*** DATA TO PROCESS Section Begins ***

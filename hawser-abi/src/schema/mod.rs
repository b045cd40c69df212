//! The parsed contract schema.
//!
//! An [`Abi`] is built once from the JSON descriptor the compiler emits
//! and is immutable afterwards, so it can be shared freely behind an
//! `Arc`. Functions and events are kept both by name (in declaration
//! order, preserving overloads) and by their computed selector / topic-0
//! fingerprint.

pub use errors::ErrorDecl;
pub use event::{DecodedLog, Event, LogParam};
pub use function::{Constructor, Function, StateMutability};
pub use param::Param;

mod errors;
mod event;
mod function;
mod param;

use std::collections::{BTreeMap, HashMap};
use std::io::Read;
use std::str::FromStr;

use hawser_core::H256;
use serde::Deserialize;

use crate::{AbiError, AbiResult, ParamKind, Selector};

/// One entry of the JSON descriptor, before semantic checking.
#[derive(Debug, Deserialize)]
struct RawEntry {
    #[serde(rename = "type")]
    kind: String,
    #[serde(default)]
    name: Option<String>,
    #[serde(default)]
    inputs: Option<Vec<RawParam>>,
    #[serde(default)]
    outputs: Option<Vec<RawParam>>,
    #[serde(rename = "stateMutability", default)]
    state_mutability: Option<String>,
    #[serde(default)]
    anonymous: Option<bool>,
    // Legacy flags from descriptors predating `stateMutability`.
    #[serde(default)]
    constant: Option<bool>,
    #[serde(default)]
    payable: Option<bool>,
}

/// A parameter entry. `internalType` is accepted and ignored.
#[derive(Debug, Deserialize)]
struct RawParam {
    #[serde(default)]
    name: String,
    #[serde(rename = "type")]
    kind: String,
    #[serde(default)]
    components: Option<Vec<RawParam>>,
    #[serde(default)]
    indexed: Option<bool>,
}

/// A contract's parsed interface: functions, events and errors with their
/// computed fingerprints. Immutable after construction.
#[derive(Debug, Clone, Default)]
pub struct Abi {
    /// Constructor descriptor, when declared.
    pub constructor: Option<Constructor>,
    /// Whether the contract declares a receive function.
    pub receive: bool,
    /// Whether the contract declares a fallback function.
    pub fallback: bool,
    functions: BTreeMap<String, Vec<Function>>,
    selectors: HashMap<Selector, Function>,
    events: BTreeMap<String, Vec<Event>>,
    topics: HashMap<H256, Event>,
    errors: BTreeMap<String, ErrorDecl>,
    error_selectors: HashMap<Selector, ErrorDecl>,
}

impl Abi {
    /// Parse a JSON ABI descriptor.
    pub fn load(reader: impl Read) -> AbiResult<Self> {
        let entries: Vec<RawEntry> =
            serde_json::from_reader(reader).map_err(|err| AbiError::MalformedAbi {
                reason: err.to_string(),
            })?;
        Self::from_entries(entries)
    }

    fn from_entries(entries: Vec<RawEntry>) -> AbiResult<Self> {
        let mut abi = Abi::default();
        for entry in entries {
            match entry.kind.as_str() {
                "function" => abi.add_function(entry)?,
                "event" => abi.add_event(entry)?,
                "error" => abi.add_error(entry)?,
                "constructor" => {
                    if entry.outputs.as_ref().is_some_and(|o| !o.is_empty()) {
                        return Err(AbiError::MalformedAbi {
                            reason: "constructor with outputs".to_owned(),
                        });
                    }
                    abi.constructor = Some(Constructor {
                        inputs: convert_params(entry.inputs, "constructor", false)?,
                    });
                }
                "fallback" => abi.fallback = true,
                "receive" => abi.receive = true,
                other => {
                    return Err(AbiError::UnknownAbiEntry {
                        kind: other.to_owned(),
                    })
                }
            }
        }
        Ok(abi)
    }

    fn add_function(&mut self, entry: RawEntry) -> AbiResult<()> {
        let name = entry.name.ok_or_else(|| AbiError::MalformedAbi {
            reason: "function entry without a name".to_owned(),
        })?;
        let state_mutability = match entry.state_mutability {
            Some(value) => StateMutability::parse(&value)?,
            None => StateMutability::from_legacy_flags(
                entry.constant.unwrap_or(false),
                entry.payable.unwrap_or(false),
            ),
        };
        let function = Function {
            inputs: convert_params(entry.inputs, "function", false)?,
            outputs: convert_params(entry.outputs, "function", false)?,
            name: name.clone(),
            state_mutability,
        };
        self.selectors.insert(function.selector(), function.clone());
        self.functions.entry(name).or_default().push(function);
        Ok(())
    }

    fn add_event(&mut self, entry: RawEntry) -> AbiResult<()> {
        let name = entry.name.ok_or_else(|| AbiError::MalformedAbi {
            reason: "event entry without a name".to_owned(),
        })?;
        let anonymous = entry.anonymous.unwrap_or(false);
        let event = Event {
            inputs: convert_params(entry.inputs, "event", true)?,
            name: name.clone(),
            anonymous,
        };
        // Topic-0 occupies one of the ledger's 4 topic slots unless the
        // event is anonymous.
        let max_indexed = if anonymous { 4 } else { 3 };
        if event.indexed_count() > max_indexed {
            return Err(AbiError::MalformedAbi {
                reason: format!("event `{name}` has more than {max_indexed} indexed inputs"),
            });
        }
        if !anonymous {
            self.topics.insert(event.topic0(), event.clone());
        }
        self.events.entry(name).or_default().push(event);
        Ok(())
    }

    fn add_error(&mut self, entry: RawEntry) -> AbiResult<()> {
        let name = entry.name.ok_or_else(|| AbiError::MalformedAbi {
            reason: "error entry without a name".to_owned(),
        })?;
        let decl = ErrorDecl {
            inputs: convert_params(entry.inputs, "error", false)?,
            name: name.clone(),
        };
        self.error_selectors.insert(decl.selector(), decl.clone());
        self.errors.insert(name, decl);
        Ok(())
    }

    /// All overloads declared under `name`, in declaration order.
    pub fn function(&self, name: &str) -> Option<&[Function]> {
        self.functions.get(name).map(Vec::as_slice)
    }

    /// The function with this exact selector.
    pub fn function_by_selector(&self, selector: Selector) -> Option<&Function> {
        self.selectors.get(&selector)
    }

    /// All events declared under `name`, in declaration order.
    pub fn event(&self, name: &str) -> Option<&[Event]> {
        self.events.get(name).map(Vec::as_slice)
    }

    /// The non-anonymous event whose signature hash is `topic0`.
    pub fn event_by_topic0(&self, topic0: H256) -> Option<&Event> {
        self.topics.get(&topic0)
    }

    /// The user-defined error declared under `name`.
    pub fn error(&self, name: &str) -> Option<&ErrorDecl> {
        self.errors.get(name)
    }

    /// The user-defined error with this exact selector.
    pub fn error_by_selector(&self, selector: Selector) -> Option<&ErrorDecl> {
        self.error_selectors.get(&selector)
    }

    /// Every declared function, overloads included.
    pub fn functions(&self) -> impl Iterator<Item = &Function> {
        self.functions.values().flatten()
    }

    /// Every declared event.
    pub fn events(&self) -> impl Iterator<Item = &Event> {
        self.events.values().flatten()
    }

    /// Every declared user-defined error.
    pub fn errors(&self) -> impl Iterator<Item = &ErrorDecl> {
        self.errors.values()
    }

    /// Declared anonymous events; they are not reachable through the
    /// topic-0 table.
    pub fn anonymous_events(&self) -> impl Iterator<Item = &Event> {
        self.events().filter(|event| event.anonymous)
    }
}

impl FromStr for Abi {
    type Err = AbiError;

    fn from_str(s: &str) -> Result<Self, Self::Err> {
        Self::load(s.as_bytes())
    }
}

fn convert_params(
    params: Option<Vec<RawParam>>,
    context: &str,
    allow_indexed: bool,
) -> AbiResult<Vec<Param>> {
    params
        .unwrap_or_default()
        .into_iter()
        .map(|raw| convert_param(raw, context, allow_indexed))
        .collect()
}

fn convert_param(raw: RawParam, context: &str, allow_indexed: bool) -> AbiResult<Param> {
    if raw.indexed == Some(true) && !allow_indexed {
        return Err(AbiError::MalformedAbi {
            reason: format!("indexed parameter `{}` on a {context}", raw.name),
        });
    }
    let components = match raw.components {
        Some(list) => Some(
            list.into_iter()
                .map(|component| {
                    let name = component.name.clone();
                    Ok((name, convert_param(component, context, false)?.kind))
                })
                .collect::<AbiResult<Vec<_>>>()?,
        ),
        None => None,
    };
    let indexed = raw.indexed.unwrap_or(false);
    Ok(Param {
        kind: ParamKind::parse(&raw.kind, components)?,
        name: raw.name,
        indexed,
    })
}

*** DATA TO PROCESS Section Ends ***

TRY IT: Output exactly the lines of the material above from the one containing "let mut abi = Abi::default();" up to and including the one containing "let anonymous = entry.anonymous.unwrap_or(false);".

ANSWER TO THIS TASK:
        let mut abi = Abi::default();
        for entry in entries {
            match entry.kind.as_str() {
                "function" => abi.add_function(entry)?,
                "event" => abi.add_event(entry)?,
                "error" => abi.add_error(entry)?,
                "constructor" => {
                    if entry.outputs.as_ref().is_some_and(|o| !o.is_empty()) {
                        return Err(AbiError::MalformedAbi {
                            reason: "constructor with outputs".to_owned(),
                        });
                    }
                    abi.constructor = Some(Constructor {
                        inputs: convert_params(entry.inputs, "constructor", false)?,
                    });
                }
                "fallback" => abi.fallback = true,
                "receive" => abi.receive = true,
                other => {
                    return Err(AbiError::UnknownAbiEntry {
                        kind: other.to_owned(),
                    })
                }
            }
        }
        Ok(abi)
    }

    fn add_function(&mut self, entry: RawEntry) -> AbiResult<()> {
        let name = entry.name.ok_or_else(|| AbiError::MalformedAbi {
            reason: "function entry without a name".to_owned(),
        })?;
        let state_mutability = match entry.state_mutability {
            Some(value) => StateMutability::parse(&value)?,
            None => StateMutability::from_legacy_flags(
                entry.constant.unwrap_or(false),
                entry.payable.unwrap_or(false),
            ),
        };
        let function = Function {
            inputs: convert_params(entry.inputs, "function", false)?,
            outputs: convert_params(entry.outputs, "function", false)?,
            name: name.clone(),
            state_mutability,
        };
        self.selectors.insert(function.selector(), function.clone());
        self.functions.entry(name).or_default().push(function);
        Ok(())
    }

    fn add_event(&mut self, entry: RawEntry) -> AbiResult<()> {
        let name = entry.name.ok_or_else(|| AbiError::MalformedAbi {
            reason: "event entry without a name".to_owned(),
        })?;
        let anonymous = entry.anonymous.unwrap_or(false);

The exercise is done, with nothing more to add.